Exercise 1: A company with a large fleet of cars wants to study the gasoline usage. They check the gasoline usage for 50 company trips chosen at random, finding a mean of 25.16 mpg. Based on the past experience, they believe that the gasoline usage is normally distributed and the standard deviation of the general gasoline usage is 4.82 mpg.

(a) Which kind of confidence intervals is appropriate to use here, z-interval or t-interval?

Since the population standard deviation ( sigma=4.82 mpg) is known, a z-interval is appropriate to use here.

(b) Please use R to find the critical value they need when constructing a 90% CI.

alpha = 0.10
z_critical = qnorm(1 - alpha/2)
z_critical
## [1] 1.644854

(c) Please use R to construct a 90% CI for the mean of the general gasoline usage.

x_bar = 25.16
sigma = 4.82
n = 50
confidence_level = 0.90

# Calculate the standard error
se = sigma / sqrt(n)

# Calculate the margin of error
margin_of_error = z_critical * se

# Calculate the confidence interval
lower_bound = x_bar - margin_of_error
upper_bound = x_bar + margin_of_error

cat("90% Confidence Interval: (", lower_bound, ", ", upper_bound, ")\n")
## 90% Confidence Interval: ( 24.03878 ,  26.28122 )

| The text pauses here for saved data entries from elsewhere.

//! Knowledge probe.
//!
//! Counts, per agent and topic, the `learning` and `teaching` memories that
//! mention the topic. A probe before and after a run shows what every
//! agent picked up. There is no grading.

use std::collections::BTreeMap;

use scholar_core::{AgentId, MemoryType};
use serde::Serialize;

use crate::agent::Agent;

/// Matching memories for one topic.
#[derive(Debug, Clone, Copy, Default, PartialEq, Eq, Serialize)]
pub struct TopicCounts {
    /// `learning` memories mentioning the topic.
    pub learning: usize,
    /// `teaching` memories mentioning the topic.
    pub teaching: usize,
}

impl TopicCounts {
    /// Both kinds together.
    #[must_use]
    pub fn total(&self) -> usize {
        self.learning + self.teaching
    }
}

/// One probe over every agent.
#[derive(Debug, Clone, Default, PartialEq, Eq, Serialize)]
pub struct ProbeReport {
    /// `pre`, `post` or any caller label.
    pub label: String,
    /// Per agent, per topic.
    pub agents: BTreeMap<AgentId, BTreeMap<String, TopicCounts>>,
}

/// How one agent's counts for one topic changed between two probes.
#[derive(Debug, Clone, PartialEq, Eq, Serialize)]
pub struct KnowledgeChange {
    /// Whose memories.
    pub agent: AgentId,
    /// Which topic.
    pub topic: String,
    /// Earlier counts.
    pub before: TopicCounts,
    /// Later counts.
    pub after: TopicCounts,
}

impl KnowledgeChange {
    /// Memories gained on the topic.
    #[must_use]
    pub fn gained(&self) -> usize {
        self.after.total().saturating_sub(self.before.total())
    }
}

/// Probe one agent. Matching memories count as accessed.
pub fn probe_agent(agent: &mut Agent, topics: &[String]) -> BTreeMap<String, TopicCounts> {
    topics
        .iter()
        .map(|topic| {
            let memory = agent.memory_mut();
            let counts = TopicCounts {
                learning: memory.search(topic, Some(MemoryType::Learning), None).len(),
                teaching: memory.search(topic, Some(MemoryType::Teaching), None).len(),
            };
            (topic.clone(), counts)
        })
        .collect()
}

/// Probe every agent.
pub fn probe<'a>(label: &str, agents: impl IntoIterator<Item = &'a mut Agent>, topics: &[String]) -> ProbeReport {
    let agents = agents
        .into_iter()
        .map(|agent| {
            let counts = probe_agent(agent, topics);
            (agent.id().clone(), counts)
        })
        .collect();
    ProbeReport {
        label: label.to_string(),
        agents,
    }
}

impl ProbeReport {
    /// Counts for `agent` on `topic`; zero when the agent or topic is absent.
    #[must_use]
    pub fn count(&self, agent: &AgentId, topic: &str) -> TopicCounts {
        self.agents
            .get(agent)
            .and_then(|topics| topics.get(topic))
            .copied()
            .unwrap_or_default()
    }

    /// Every (agent, topic) pair of `later`, compared against this probe.
    #[must_use]
    pub fn compare(&self, later: &ProbeReport) -> Vec<KnowledgeChange> {
        later
            .agents
            .iter()
            .flat_map(|(agent, topics)| {
                topics.iter().map(move |(topic, after)| KnowledgeChange {
                    agent: agent.clone(),
                    topic: topic.clone(),
                    before: self.count(agent, topic),
                    after: *after,
                })
            })
            .collect()
    }
}

#[cfg(test)]
mod tests {
    use std::sync::Arc;

    use scholar_core::{LocationInfo, LocationKey, LocationMap, MemoryConfig, MemoryDraft, MemoryStore, RetrievalConfig};

    use super::*;
    use crate::config::TownConfig;

    fn student() -> Agent {
        let persona = TownConfig::default().personas[1].clone();
        let map = LocationMap::new([(LocationKey::from("classroom"), LocationInfo::default())]).expect("map");
        let memory = MemoryStore::new(
            AgentId::new(persona.id.clone()),
            Arc::new(map),
            &MemoryConfig::default(),
            &RetrievalConfig::default(),
        );
        Agent::new(Arc::new(persona), memory, "classroom".into(), "classroom".into())
    }

    #[test]
    fn counts_only_learning_and_teaching() {
        let mut agent = student();
        let memory = agent.memory_mut();
        for (content, tag) in [
            ("Learned about calculus: derivatives", MemoryType::Learning),
            ("Talked about calculus homework", MemoryType::Conversation),
            ("Learned about geometry: triangles", MemoryType::Learning),
        ] {
            memory.remember(MemoryDraft::new(content, "classroom", tag)).expect("remember");
        }

        let topics = vec!["calculus".to_string(), "algebra".to_string()];
        let before = ProbeReport::default();
        let after = probe("post", [&mut agent], &topics);
        let id = agent.id().clone();

        assert_eq!(after.count(&id, "calculus"), TopicCounts { learning: 1, teaching: 0 });
        assert_eq!(after.count(&id, "algebra").total(), 0);

        let changes = before.compare(&after);
        assert_eq!(changes.len(), 2);
        let calculus = changes.iter().find(|c| c.topic == "calculus").expect("calculus");
        assert_eq!(calculus.gained(), 1);
    }
}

(d) If they want to control the width of CI to be within 0.60 mpg, at least how many trips do they have to sample? Use R to calculate.

width_target = 0.60
# Width = 2 * z_critical * (sigma / sqrt(n))
# Rearranging for n: n = (2 * z_critical * sigma / width)^2

n_required = (2 * z_critical * sigma / width_target)^2
ceiling(n_required) # Round up to the next whole number of trips
## [1] 699

(e) Create a R function whose argument is the width of CI, and the output is the sample size necessary to achieve such accuracy. Confidence level is fixed at 90%.

calculate_sample_size = function(ci_width) {
  sigma = 4.82
  alpha = 0.10
  z_critical = qnorm(1 - alpha/2)
  n_required = (2 * z_critical * sigma / ci_width)^2
  return(ceiling(n_required))
}

(f) Apply the function you created in part (e) to demonstrate that larger sample size is required to achieve better accuracy (i.e, narrower CI width). Confidence level is fixed at 90%.

cat("Sample size for CI width of 1.0 mpg:", calculate_sample_size(1.0), "\n")
## Sample size for CI width of 1.0 mpg: 252
cat("Sample size for CI width of 0.5 mpg:", calculate_sample_size(0.5), "\n")
## Sample size for CI width of 0.5 mpg: 1006
cat("Sample size for CI width of 0.1 mpg:", calculate_sample_size(0.1), "\n")
## Sample size for CI width of 0.1 mpg: 25143

Exercise 2: In a class survey, students are asked how many hours they sleep per night. In the sample of 21 students, the mean was 5.87 hours with a standard deviation of 1.56 hours. The parameter of interest is the mean number of hours slept per night in the population from which this sample was drawn.

(a) Which kind of confidence intervals is appropriate to use here, z-interval or t-interval?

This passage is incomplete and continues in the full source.